On 22/12/2019 13:57, John Rumm wrote:
On 21/12/2019 21:39, Tim Streater wrote:
In article , The Natural Philosopher
wrote:

On 21/12/2019 19:11, John Rumm wrote:
On 21/12/2019 16:21, The Natural Philosopher wrote:
On 21/12/2019 15:45, John Rumm wrote:
I think most would be comfortable with the concept of a "SMTP
server", a "POP3 server" and an "IMAP server" as being fair
description a software process running on a server that implements
the server end of those protocols.

They might be, but the established terminology is of an SMTP relay,
because it *serves* nothing.

If it sits there with an open rendezvous port, waiting for a client
to connect, then its a server.

No, it isnt.

A router does that.

No, routers route packets.

For some reason I can't see TNP's reply which you quoted.
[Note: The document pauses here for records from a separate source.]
//! Dynamic column values exchanged between the engine and the driver.
//!
//! A [`Value`] is the runtime representation of one relational column value.
//! Entities carry their mapped state as `column -> Value` maps, statements
//! carry their parameters as `Value` lists, and drivers decode result rows
//! back into [`Row`] maps of `Value`.
//!
//! `Value` has a total order so that identity keys can serve as map keys in
//! deterministic [`BTreeMap`] collections: floats compare via
//! [`f64::total_cmp`] and JSON payloads via their canonical text form.

use std::cmp::Ordering;
use std::collections::BTreeMap;

use chrono::{DateTime, Utc};
use rust_decimal::Decimal;
use serde::{Deserialize, Serialize};
use uuid::Uuid;

/// A single dynamically-typed column value.
#[derive(Debug, Clone, Serialize, Deserialize)]
pub enum Value {
    /// SQL NULL.
    Null,
    /// A boolean column value.
    Bool(bool),
    /// A 64-bit signed integer column value.
    Int(i64),
    /// A double-precision float column value.
    Float(f64),
    /// An exact-precision numeric column value.
    Decimal(Decimal),
    /// A text column value.
    Text(String),
    /// A UUID column value.
    Uuid(Uuid),
    /// A timestamp-with-timezone column value, always UTC.
    Timestamp(DateTime<Utc>),
    /// A JSONB column value.
    Json(serde_json::Value),
}

impl Value {
    /// Return a short name for the variant, for diagnostics.
    pub const fn kind(&self) -> &'static str {
        match self {
            Self::Null => "null",
            Self::Bool(_) => "bool",
            Self::Int(_) => "int",
            Self::Float(_) => "float",
            Self::Decimal(_) => "decimal",
            Self::Text(_) => "text",
            Self::Uuid(_) => "uuid",
            Self::Timestamp(_) => "timestamp",
            Self::Json(_) => "json",
        }
    }

    /// Return whether this value is SQL NULL.
    pub const fn is_null(&self) -> bool {
        matches!(self, Self::Null)
    }

    /// Rank used as the first comparison key between variants.
    const fn rank(&self) -> u8 {
        match self {
            Self::Null => 0,
            Self::Bool(_) => 1,
            Self::Int(_) => 2,
            Self::Float(_) => 3,
            Self::Decimal(_) => 4,
            Self::Text(_) => 5,
            Self::Uuid(_) => 6,
            Self::Timestamp(_) => 7,
            Self::Json(_) => 8,
        }
    }
}

impl PartialEq for Value {
    fn eq(&self, other: &Self) -> bool {
        self.cmp(other) == Ordering::Equal
    }
}

impl Eq for Value {}

impl PartialOrd for Value {
    fn partial_cmp(&self, other: &Self) -> Option<Ordering> {
        Some(self.cmp(other))
    }
}

impl Ord for Value {
    fn cmp(&self, other: &Self) -> Ordering {
        match (self, other) {
            (Self::Null, Self::Null) => Ordering::Equal,
            (Self::Bool(a), Self::Bool(b)) => a.cmp(b),
            (Self::Int(a), Self::Int(b)) => a.cmp(b),
            (Self::Float(a), Self::Float(b)) => a.total_cmp(b),
            (Self::Decimal(a), Self::Decimal(b)) => a.cmp(b),
            (Self::Text(a), Self::Text(b)) => a.cmp(b),
            (Self::Uuid(a), Self::Uuid(b)) => a.cmp(b),
            (Self::Timestamp(a), Self::Timestamp(b)) => a.cmp(b),
            // serde_json maps are ordered, so the text form is canonical.
            (Self::Json(a), Self::Json(b)) => a.to_string().cmp(&b.to_string()),
            (a, b) => a.rank().cmp(&b.rank()),
        }
    }
}

impl core::fmt::Display for Value {
    fn fmt(&self, f: &mut core::fmt::Formatter<'_>) -> core::fmt::Result {
        match self {
            Self::Null => write!(f, "NULL"),
            Self::Bool(v) => write!(f, "{v}"),
            Self::Int(v) => write!(f, "{v}"),
            Self::Float(v) => write!(f, "{v}"),
            Self::Decimal(v) => write!(f, "{v}"),
            Self::Text(v) => write!(f, "{v}"),
            Self::Uuid(v) => write!(f, "{v}"),
            Self::Timestamp(v) => write!(f, "{}", v.to_rfc3339()),
            Self::Json(v) => write!(f, "{v}"),
        }
    }
}

impl From<bool> for Value {
    fn from(v: bool) -> Self {
        Self::Bool(v)
    }
}

impl From<i64> for Value {
    fn from(v: i64) -> Self {
        Self::Int(v)
    }
}

impl From<i32> for Value {
    fn from(v: i32) -> Self {
        Self::Int(i64::from(v))
    }
}

impl From<f64> for Value {
    fn from(v: f64) -> Self {
        Self::Float(v)
    }
}

impl From<Decimal> for Value {
    fn from(v: Decimal) -> Self {
        Self::Decimal(v)
    }
}

impl From<&str> for Value {
    fn from(v: &str) -> Self {
        Self::Text(v.to_owned())
    }
}

impl From<String> for Value {
    fn from(v: String) -> Self {
        Self::Text(v)
    }
}

impl From<Uuid> for Value {
    fn from(v: Uuid) -> Self {
        Self::Uuid(v)
    }
}

impl From<DateTime<Utc>> for Value {
    fn from(v: DateTime<Utc>) -> Self {
        Self::Timestamp(v)
    }
}

impl From<serde_json::Value> for Value {
    fn from(v: serde_json::Value) -> Self {
        Self::Json(v)
    }
}

impl<T> From<Option<T>> for Value
where
    T: Into<Self>,
{
    fn from(v: Option<T>) -> Self {
        v.map_or(Self::Null, Into::into)
    }
}

/// One decoded result row: an ordered map of column name to [`Value`].
#[derive(Debug, Clone, Default, PartialEq, Eq, Serialize, Deserialize)]
pub struct Row {
    columns: BTreeMap<String, Value>,
}

impl Row {
    /// Create an empty row.
    pub const fn new() -> Self {
        Self {
            columns: BTreeMap::new(),
        }
    }

    /// Look up a column value by name.
    pub fn get(&self, column: &str) -> Option<&Value> {
        self.columns.get(column)
    }

    /// Insert a column value, replacing any previous value for the name.
    pub fn insert(&mut self, column: impl Into<String>, value: Value) {
        self.columns.insert(column.into(), value);
    }

    /// Iterate over `(column, value)` pairs in column-name order.
    pub fn iter(&self) -> impl Iterator<Item = (&String, &Value)> {
        self.columns.iter()
    }

    /// Return the number of columns in the row.
    pub fn len(&self) -> usize {
        self.columns.len()
    }

    /// Return whether the row has no columns.
    pub fn is_empty(&self) -> bool {
        self.columns.is_empty()
    }

    /// Consume the row and return the underlying column map.
    pub fn into_inner(self) -> BTreeMap<String, Value> {
        self.columns
    }
}

impl FromIterator<(String, Value)> for Row {
    fn from_iter<I: IntoIterator<Item = (String, Value)>>(iter: I) -> Self {
        Self {
            columns: iter.into_iter().collect(),
        }
    }
}

impl From<BTreeMap<String, Value>> for Row {
    fn from(columns: BTreeMap<String, Value>) -> Self {
        Self { columns }
    }
}

#[cfg(test)]
mod tests {
    use super::*;

    #[test]
    fn values_order_within_variant() {
        assert!(Value::Int(1) < Value::Int(2));
        assert!(Value::Text("a".into()) < Value::Text("b".into()));
        assert!(Value::Float(1.5) < Value::Float(2.5));
    }

    #[test]
    fn values_order_across_variants_by_rank() {
        assert!(Value::Null < Value::Bool(false));
        assert!(Value::Int(i64::MAX) < Value::Float(f64::MIN));
    }

    #[test]
    fn float_total_order_is_reflexive() {
        let nan = Value::Float(f64::NAN);
        assert_eq!(nan.cmp(&nan), Ordering::Equal);
    }

    #[test]
    fn option_none_maps_to_null() {
        let v: Value = Option::<i64>::None.into();
        assert!(v.is_null());
    }

    #[test]
    fn row_roundtrips_columns() {
        let mut row = Row::new();
        row.insert("id", Value::Int(7));
        row.insert("title", Value::from("dune"));
        assert_eq!(row.get("id"), Some(&Value::Int(7)));
        assert_eq!(row.len(), 2);
    }
}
However I am
somewhat surprised by it since I had thought he had a better grip on
networking related stuff and hence would know that a router is layer 3
device with no concept of end to end transport steam concepts like ports
and sockets.


Every router I have had has a management interface. It listens to
telnelt ssh or http.
Does that make it a server?


Yes. In a rather trivial, but undeniable, sense.


I wonder why we call it a 'router' then. Not a 'server'
And a mail relay a mail relay, not a mail server.




--
New Socialism consists essentially in being seen to have your heart in
the right place whilst your head is in the clouds and your hand is in
someone else's pocket.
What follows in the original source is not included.